──────── INPUT MATERIAL
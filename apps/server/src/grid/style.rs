//! Status-based style classes and tooltip truncation.

use crate::models::CellValue;

/// Maximum tooltip length for a failure reason, ellipsis included.
pub const FAILURE_REASON_TOOLTIP_MAX: usize = 800;

const ELLIPSIS: &str = "...";

/// Class applied to a whole row. Unknown statuses yield a class no stylesheet matches.
pub fn row_class(status: &str) -> String {
    format!("status-{}", status)
}

/// Class applied to a status cell.
pub fn cell_class(value: &CellValue) -> String {
    match value {
        CellValue::Text(s) => format!("status-{}", s),
        CellValue::Int(n) => format!("status-{}", n),
        CellValue::Absent | CellValue::Links(_) => "status-".to_string(),
    }
}

/// Tooltip text for a failure reason.
///
/// Reasons longer than [`FAILURE_REASON_TOOLTIP_MAX`] characters are cut so
/// the result, ellipsis included, is exactly that long. The stored reason is
/// never modified.
pub fn failure_tooltip(reason: Option<&str>) -> String {
    let reason = reason.unwrap_or_default();
    if reason.chars().count() <= FAILURE_REASON_TOOLTIP_MAX {
        return reason.to_string();
    }

    let keep = FAILURE_REASON_TOOLTIP_MAX - ELLIPSIS.len();
    let mut truncated: String = reason.chars().take(keep).collect();
    truncated.push_str(ELLIPSIS);
    truncated
}
//! HTTP middleware.

mod request_logger;

pub use request_logger::RequestLogger;
//! Request logging middleware.
//!
//! Every request gets a sequence number so that the start and completion
//! lines of concurrent requests can be paired in the log.

use std::future::{Ready, ready};
use std::sync::atomic::{AtomicU64, Ordering};
use std::time::Instant;

use actix_web::Error;
use actix_web::dev::{Service, ServiceRequest, ServiceResponse, Transform, forward_ready};
use actix_web::http::StatusCode;
use futures_util::future::LocalBoxFuture;
use tracing::{debug, info, warn};

static NEXT_REQUEST_ID: AtomicU64 = AtomicU64::new(1);

/// Outcome bucket used to pick the log level.
#[derive(Debug, Clone, Copy, PartialEq, Eq)]
enum Outcome {
    Ok,
    ClientError,
    ServerError,
}

impl Outcome {
    fn of(status: StatusCode) -> Self {
        if status.is_server_error() {
            Self::ServerError
        } else if status.is_client_error() {
            Self::ClientError
        } else {
            Self::Ok
        }
    }
}

/// Request logger middleware factory.
pub struct RequestLogger;

impl<S, B> Transform<S, ServiceRequest> for RequestLogger
where
    S: Service<ServiceRequest, Response = ServiceResponse<B>, Error = Error>,
    S::Future: 'static,
    B: 'static,
{
    type Response = ServiceResponse<B>;
    type Error = Error;
    type InitError = ();
    type Transform = RequestLoggerMiddleware<S>;
    type Future = Ready<Result<Self::Transform, Self::InitError>>;

    fn new_transform(&self, service: S) -> Self::Future {
        ready(Ok(RequestLoggerMiddleware { service }))
    }
}

/// Request logger middleware service.
pub struct RequestLoggerMiddleware<S> {
    service: S,
}

impl<S, B> Service<ServiceRequest> for RequestLoggerMiddleware<S>
where
    S: Service<ServiceRequest, Response = ServiceResponse<B>, Error = Error>,
    S::Future: 'static,
    B: 'static,
{
    type Response = ServiceResponse<B>;
    type Error = Error;
    type Future = LocalBoxFuture<'static, Result<Self::Response, Self::Error>>;

    forward_ready!(service);

    fn call(&self, req: ServiceRequest) -> Self::Future {
        let request_id = NEXT_REQUEST_ID.fetch_add(1, Ordering::Relaxed);
        let start = Instant::now();
        let method = req.method().to_string();
        let path = req.path().to_string();
        let query = req.query_string().to_string();
        let remote_addr = req
            .connection_info()
            .realip_remote_addr()
            .unwrap_or("unknown")
            .to_string();

        debug!(
            target: "api",
            request_id,
            method = %method,
            path = %path,
            query = %query,
            remote_addr = %remote_addr,
            "→ Request started"
        );

        let fut = self.service.call(req);

        Box::pin(async move {
            let res = fut.await?;
            let status = res.status();
            let duration_ms = start.elapsed().as_millis() as u64;

            match Outcome::of(status) {
                Outcome::Ok => info!(
                    target: "api",
                    request_id,
                    method = %method,
                    path = %path,
                    query = %query,
                    status = status.as_u16(),
                    duration_ms,
                    "← Request completed"
                ),
                Outcome::ClientError => warn!(
                    target: "api",
                    request_id,
                    method = %method,
                    path = %path,
                    query = %query,
                    status = status.as_u16(),
                    duration_ms,
                    "← Client error"
                ),
                Outcome::ServerError => warn!(
                    target: "api",
                    request_id,
                    method = %method,
                    path = %path,
                    status = status.as_u16(),
                    duration_ms,
                    "← Server error"
                ),
            }

            Ok(res)
        })
    }
}
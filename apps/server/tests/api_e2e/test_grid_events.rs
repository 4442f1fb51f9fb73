//! E2E tests: grid events folded into the query string.

use serde_json::json;

use super::test_helpers::*;

/// Moving to another page asks for a refetch.
#[actix_rt::test]
async fn test_page_change_requests_refetch() {
    let mock = start_mock().await;
    let app = create_test_app(&mock.base_url).await;

    let (status, body) = post_grid_event(
        &app,
        json!({
            "query": {"page": "0", "pageSize": "25"},
            "event": {"type": "page_change", "payload": {"page": 2}}
        }),
    )
    .await;

    assert_eq!(status, 200, "{body}");
    assert_eq!(body["query"]["page"], 2);
    assert_eq!(body["query"]["pageSize"], 25);
    assert_eq!(body["query_string"], "page=2&pageSize=25");
    assert_eq!(body["refetch"], true);
    assert_eq!(body["view_state"], "loading");
    assert!(mock.requests().is_empty());
}

/// An event that changes nothing leaves the view alone.
#[actix_rt::test]
async fn test_noop_event_skips_refetch() {
    let mock = start_mock().await;
    let app = create_test_app(&mock.base_url).await;

    let (status, body) = post_grid_event(
        &app,
        json!({
            "query": {"page": 3, "pageSize": 25},
            "event": {"type": "page_change", "payload": {"page": 3}}
        }),
    )
    .await;

    assert_eq!(status, 200);
    assert_eq!(body["refetch"], false);
    assert_eq!(body["view_state"], "idle");
}

/// Page size changes are clamped and keep the filter.
#[actix_rt::test]
async fn test_page_size_change_is_clamped() {
    let mock = start_mock().await;
    let app = create_test_app(&mock.base_url).await;

    let (_, body) = post_grid_event(
        &app,
        json!({
            "query": {"status": "fail"},
            "event": {"type": "pagination_model_change", "payload": {"page": 1, "pageSize": 5000}}
        }),
    )
    .await;

    assert_eq!(body["query"]["page"], 1);
    assert_eq!(body["query"]["pageSize"], 1000);
    assert_eq!(body["query"]["status"], "fail");
    assert_eq!(body["query_string"], "page=1&pageSize=1000&status=fail");
}

/// Setting then clearing the status filter round-trips through the URL.
#[actix_rt::test]
async fn test_filter_round_trip() {
    let mock = start_mock().await;
    let app = create_test_app(&mock.base_url).await;

    let (_, set) = post_grid_event(
        &app,
        json!({
            "query": {},
            "event": {
                "type": "filter_model_change",
                "payload": {"model": {"items": [
                    {"field": "status", "operator": "contains", "value": "fail"}
                ]}}
            }
        }),
    )
    .await;

    assert_eq!(set["query"]["status"], "fail");
    assert_eq!(set["query_string"], "page=0&pageSize=25&status=fail");
    assert_eq!(set["refetch"], true);

    let (_, cleared) = post_grid_event(
        &app,
        json!({
            "query": {"status": "fail"},
            "event": {"type": "filter_model_change", "payload": {"model": {"items": []}}}
        }),
    )
    .await;

    assert!(cleared["query"].get("status").is_none());
    assert_eq!(cleared["query_string"], "page=0&pageSize=25");
    assert_eq!(cleared["refetch"], true);
}

/// The written query string reads back as the same state.
#[actix_rt::test]
async fn test_query_string_feeds_list_view() {
    let mock = start_mock().await;
    let app = create_test_app(&mock.base_url).await;

    let (_, event) = post_grid_event(
        &app,
        json!({
            "query": {"page": "4"},
            "event": {"type": "page_size_change", "payload": {"pageSize": 10}}
        }),
    )
    .await;
    let query_string = event["query_string"].as_str().unwrap();

    let (_, view) = get_json(&app, &format!("/api/v1/runs?{query_string}")).await;

    assert_eq!(view["pagination"]["page"], 4);
    assert_eq!(view["pagination"]["page_size"], 10);
    assert_eq!(mock.requests(), vec!["/runs/?page=5&count=10".to_string()]);
}

/// Unknown event types are rejected with the shared error body.
#[actix_rt::test]
async fn test_malformed_event_is_rejected() {
    let mock = start_mock().await;
    let app = create_test_app(&mock.base_url).await;

    let (status, body) = post_grid_event(
        &app,
        json!({"event": {"type": "sort_change", "payload": {}}}),
    )
    .await;

    assert_eq!(status, 400);
    assert_eq!(body["error"], "INVALID_INPUT");
}
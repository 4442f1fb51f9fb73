//! Two-way binding between URL query parameters and grid paging/filter state.
//!
//! The query string is the only authoritative store: inbound parsing turns it
//! into a [`QueryState`], and [`reduce`] folds grid events into the next state
//! to be written back.

use crate::models::{FilterItem, FilterModel, FilterOperator, GridEvent, QueryParams, QueryState};

/// Upper bound accepted for `pageSize`.
pub const MAX_PAGE_SIZE: u32 = 1000;

/// The only filterable field.
pub const STATUS_FIELD: &str = "status";

impl QueryState {
    /// Decode raw query parameters, falling back to defaults on bad input.
    pub fn from_params(params: &QueryParams, default_page_size: u32) -> Self {
        let page = params
            .page
            .as_deref()
            .and_then(|p| p.trim().parse::<u32>().ok())
            .unwrap_or(0);

        let page_size = params
            .page_size
            .as_deref()
            .and_then(|p| p.trim().parse::<u32>().ok())
            .unwrap_or(default_page_size)
            .clamp(1, MAX_PAGE_SIZE);

        Self {
            page,
            page_size,
            status: normalize_status(params.status.as_deref()),
        }
    }

    /// Encode as a URL query string (without the leading `?`).
    pub fn to_query_string(&self) -> String {
        let mut query = format!("page={}&pageSize={}", self.page, self.page_size);
        if let Some(ref status) = self.status {
            query.push_str("&status=");
            query.push_str(&urlencoding::encode(status));
        }
        query
    }
}

fn normalize_status(status: Option<&str>) -> Option<String> {
    status
        .map(str::trim)
        .filter(|s| !s.is_empty())
        .map(str::to_string)
}

/// Apply one grid event to the current state.
pub fn reduce(state: &QueryState, event: &GridEvent) -> QueryState {
    match event {
        GridEvent::PageChange { page } => QueryState {
            page: *page,
            ..state.clone()
        },
        GridEvent::PageSizeChange { page_size } => QueryState {
            page_size: (*page_size).clamp(1, MAX_PAGE_SIZE),
            ..state.clone()
        },
        GridEvent::PaginationModelChange { page, page_size } => QueryState {
            page: *page,
            page_size: (*page_size).clamp(1, MAX_PAGE_SIZE),
            ..state.clone()
        },
        GridEvent::FilterModelChange { model } => QueryState {
            status: normalize_status(model.items.first().and_then(|item| item.value.as_deref())),
            ..state.clone()
        },
    }
}

/// Filter model the widget should show for `state`.
pub fn filter_model(state: &QueryState) -> FilterModel {
    let items = state
        .status
        .as_ref()
        .map(|status| FilterItem {
            field: STATUS_FIELD.to_string(),
            operator: FilterOperator::Contains,
            value: Some(status.clone()),
        })
        .into_iter()
        .collect();

    FilterModel { items }
}
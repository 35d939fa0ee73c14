//! Input-widget adapter for string-typed controllers.

use tui_textarea::TextArea;

use crate::controller::DebouncedValue;

impl DebouncedValue<String> {
    /// Record the textarea's current content as the live value.
    ///
    /// Call after feeding a key event to the widget, the way a change
    /// handler reads the element's content. Single-line widgets only: the
    /// first line is taken. Behaves exactly like
    /// [`set_value`](DebouncedValue::set_value), including the `on_change`
    /// notification and commit rescheduling.
    ///
    /// This adapter is deliberately confined to `String` controllers; it
    /// forwards the raw textual content without interpretation.
    pub fn read_input(&mut self, textarea: &TextArea<'_>) {
        self.set_value(textarea.lines()[0].clone());
    }
}

#[cfg(test)]
#[path = "input_tests.rs"]
mod input_tests;
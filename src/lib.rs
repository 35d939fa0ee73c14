//! Debounced state primitive for interactive terminal UIs.
//!
//! Tracks an input value and, after a configurable quiescence delay with no
//! further changes, commits it as the "settled" value and notifies a
//! listener. Typical use: running an expensive query only once typing has
//! paused, while still rendering every keystroke immediately.
//!
//! The controller is driven by the host application's event loop: call
//! [`DebouncedValue::poll`] once per loop iteration, the same place a TUI
//! polls for terminal events.
//!
//! ```
//! use std::time::Duration;
//! use debounced_value::{DebounceOptions, DebouncedValue};
//!
//! let mut search = DebouncedValue::new(
//!     DebounceOptions::new()
//!         .with_delay(Duration::from_millis(300))
//!         .with_default_value(String::new())
//!         .on_finish(|query: &String| println!("running search: {query}")),
//! );
//!
//! search.set_value(".name".to_string());
//! assert_eq!(search.value(), Some(&".name".to_string()));
//! assert_eq!(search.debounced_value(), Some(&String::new()));
//!
//! // In the host event loop, once per tick:
//! if search.poll() {
//!     // the settled value was just committed
//! }
//! ```

pub mod controller;
mod input;
pub mod options;
pub mod timer;

// Re-export commonly used types for convenience
pub use controller::DebouncedValue;
pub use options::{DEFAULT_DELAY_MS, DebounceOptions};
pub use timer::DelayTimer;
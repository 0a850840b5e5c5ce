use crate::error::Result;

pub fn encode(input: &[u8]) -> String {
    // Bytes that are not valid UTF-8 cannot alias into a String; they are
    // replaced. as_bytes() on the buffer stays the lossless view.
    String::from_utf8_lossy(input).into_owned()
}

pub fn decode(input: &[u8]) -> Result<Vec<u8>> {
    Ok(input.to_vec())
}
────────────────
■ TASK GOAL
Every line from the line containing "pub mod controller;" through the line containing "use crate::error::Result;" in the records above must be retyped exactly. Leave out the rest.

■ EXPECTED ANSWER
pub mod controller;
mod input;
pub mod options;
pub mod timer;

// Re-export commonly used types for convenience
pub use controller::DebouncedValue;
pub use options::{DEFAULT_DELAY_MS, DebounceOptions};
pub use timer::DelayTimer;
repository 0a850840b5e5c5ce
use crate::error::Result;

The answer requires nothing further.